Quando guardiamo un bambino osservare ammirato un’ape su un fiore, oppure la sua meravigliosa capacità di mostrare affetto senza parole, se solo fossimo subito capaci di contemplare la semplicità e lo splendore della sua meraviglia anziché interrogarci sulla ragione della sua meraviglia… Riscopriremmo in noi quella tensione “bambina” che ci rivelerebbe il nostro essere, talvolta, erranti inconsapevoli. Così, prima vagabondi tra il presente e il passato, senza mai fermarsi, inquieti, scopriremmo di avere una casa bellissima in cui i ricordi di un tempo sono ancora viventi.

Immaginiamo di aprire la porta e scoprire una festa mai cessata.
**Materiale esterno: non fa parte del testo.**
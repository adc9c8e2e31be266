use opusbridge_codec::CodecError;
use thiserror::Error;

use crate::session::{Role, Token};

/// Errors returned by bridge operations.
#[derive(Debug, Clone, PartialEq, Eq, Error)]
pub enum BridgeError {
    #[error("bridge: session not initialized")]
    NotInitialized,

    #[error("bridge: unknown handle {0}")]
    UnknownHandle(Token),

    #[error("bridge: handle {0} already released")]
    Released(Token),

    #[error("bridge: handle {token} is not an {expected} handle")]
    WrongRole { token: Token, expected: Role },

    #[error("bridge: unknown application mode {0}")]
    UnknownApplication(i32),

    #[error("bridge: bitrate must be positive, got {0}")]
    InvalidBitrate(i32),

    #[error("bridge: frame size must be positive, got {0}")]
    InvalidFrameSize(i32),

    #[error("bridge: pcm length {0} is not a whole number of 16-bit samples")]
    OddPcmLength(usize),

    #[error("bridge: pcm holds {got} samples, frame needs {needed}")]
    ShortPcm { needed: usize, got: usize },

    #[error("bridge: invalid config: {0}")]
    InvalidConfig(String),

    #[error(transparent)]
    Codec(#[from] CodecError),
}

#[cfg(test)]
mod tests {
    use super::*;
    use opusbridge_codec::ErrorCode;

    #[test]
    fn test_bridge_error_display() {
        assert_eq!(
            BridgeError::NotInitialized.to_string(),
            "bridge: session not initialized"
        );
        assert_eq!(
            BridgeError::Released(Token::from_raw(7)).to_string(),
            "bridge: handle 7 already released"
        );
        assert_eq!(
            BridgeError::WrongRole {
                token: Token::from_raw(3),
                expected: Role::Encoder,
            }
            .to_string(),
            "bridge: handle 3 is not an encoder handle"
        );
        assert!(
            BridgeError::ShortPcm { needed: 320, got: 160 }
                .to_string()
                .contains("frame needs 320")
        );
    }

    #[test]
    fn test_codec_error_is_transparent() {
        let err: BridgeError = CodecError::EncodeFailed(ErrorCode::BadArg).into();
        assert!(err.to_string().starts_with("opus: encode failed"));
    }
}
fn main() {
    println!("cargo:rerun-if-env-changed=OPUS_LIB_DIR");
    if let Ok(dir) = std::env::var("OPUS_LIB_DIR") {
        println!("cargo:rustc-link-search=native={dir}");
    }
    println!("cargo:rustc-link-search=native=/opt/homebrew/lib");
    println!("cargo:rustc-link-lib=opus");
}
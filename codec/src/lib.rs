//! Safe owners for libopus encoder and decoder state.
//!
//! This crate wraps the small slice of the libopus C API needed for
//! stateful, one-frame-per-call voice encoding and decoding:
//!
//! - [`Encoder`]: owns an `OpusEncoder*`, configured through typed setters
//! - [`Decoder`]: owns an `OpusDecoder*`
//! - [`ErrorCode`] / [`CodecError`]: typed versions of libopus status codes
//!
//! Both owners destroy their native state exactly once, on drop.
//!
//! # Example
//!
//! ```ignore
//! use opusbridge_codec::{Application, Decoder, Encoder};
//!
//! let mut encoder = Encoder::new(16000, 1, Application::VoIP)?;
//! encoder.set_bitrate(16000)?;
//!
//! let pcm = vec![0i16; 320]; // 20ms at 16kHz
//! let mut packet = vec![0u8; 1024];
//! let n = encoder.encode_to(&pcm, 320, &mut packet)?;
//!
//! let mut decoder = Decoder::new(16000, 1)?;
//! let mut out = vec![0i16; 1024];
//! let samples = decoder.decode_to(&packet[..n], &mut out, 320, false)?;
//! ```

mod decoder;
mod encoder;
mod error;
mod ffi;

pub use decoder::Decoder;
pub use encoder::{Application, Encoder, Signal};
pub use error::{CodecError, ErrorCode};

use std::ffi::CStr;
use std::os::raw::c_char;

/// Returns the libopus version string, e.g. `"libopus 1.4"`.
pub fn version() -> String {
    unsafe { CStr::from_ptr(ffi::opus_get_version_string()) }
        .to_string_lossy()
        .into_owned()
}

/// Returns the libopus version string as a static NUL-terminated pointer.
pub fn version_ptr() -> *const c_char {
    unsafe { ffi::opus_get_version_string() }
}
Quelle danze ormai divenute note spaesate nella memoria ritornano ad essere soavi polifonie, i racconti dei nonni ormai diventati flebili parole preziosissime ritornano ad essere sussurri d’affetto avvolti nella trama di una fiaba; ancora, l’onda travolgente dell’adolescenza si fa un inno che, in un turbinio di sogni, ama la vita di un amore interrogante. Guardiamo bene, finanche quelle vecchie poltrone, che ora d’improvviso ricordiamo, non sono più vuote ma, poste davanti al camino, sono gremite di morti. Essi parlano tra loro, scherzano, sentiamo parlare anche di noi, come se non fossero mai morti… Un tempo cagione di pianto ora son motivo di consolazione: quelle parole che ora pronunciano, un tempo moleste raccomandazioni quasi inascoltate, divengono come carezze dolcissime, premurose, incancellabili. Anche coloro che solo raramente rivivono nella nostra memoria, per poco, prima di essere travolti da altri pensieri, quando apriamo la porta sono lì che ci accolgono; anche qui, invece dell’indifferenza di un tempo scopriamo e percepiamo una presenza importante, inaspettata. Possiamo solo osservare dalla porta, non possiamo entrare. Del resto il passato è passato e non si può fisicamente rivivere ma il batticuore che ci coglie ritrovando la nostra casa, solo aprendo la porta, ci fa contemplare piccoli e solitari cubi di legno come perfettamente uniti, a formare un paesaggio, in un frangente, quasi fuori dal tempo.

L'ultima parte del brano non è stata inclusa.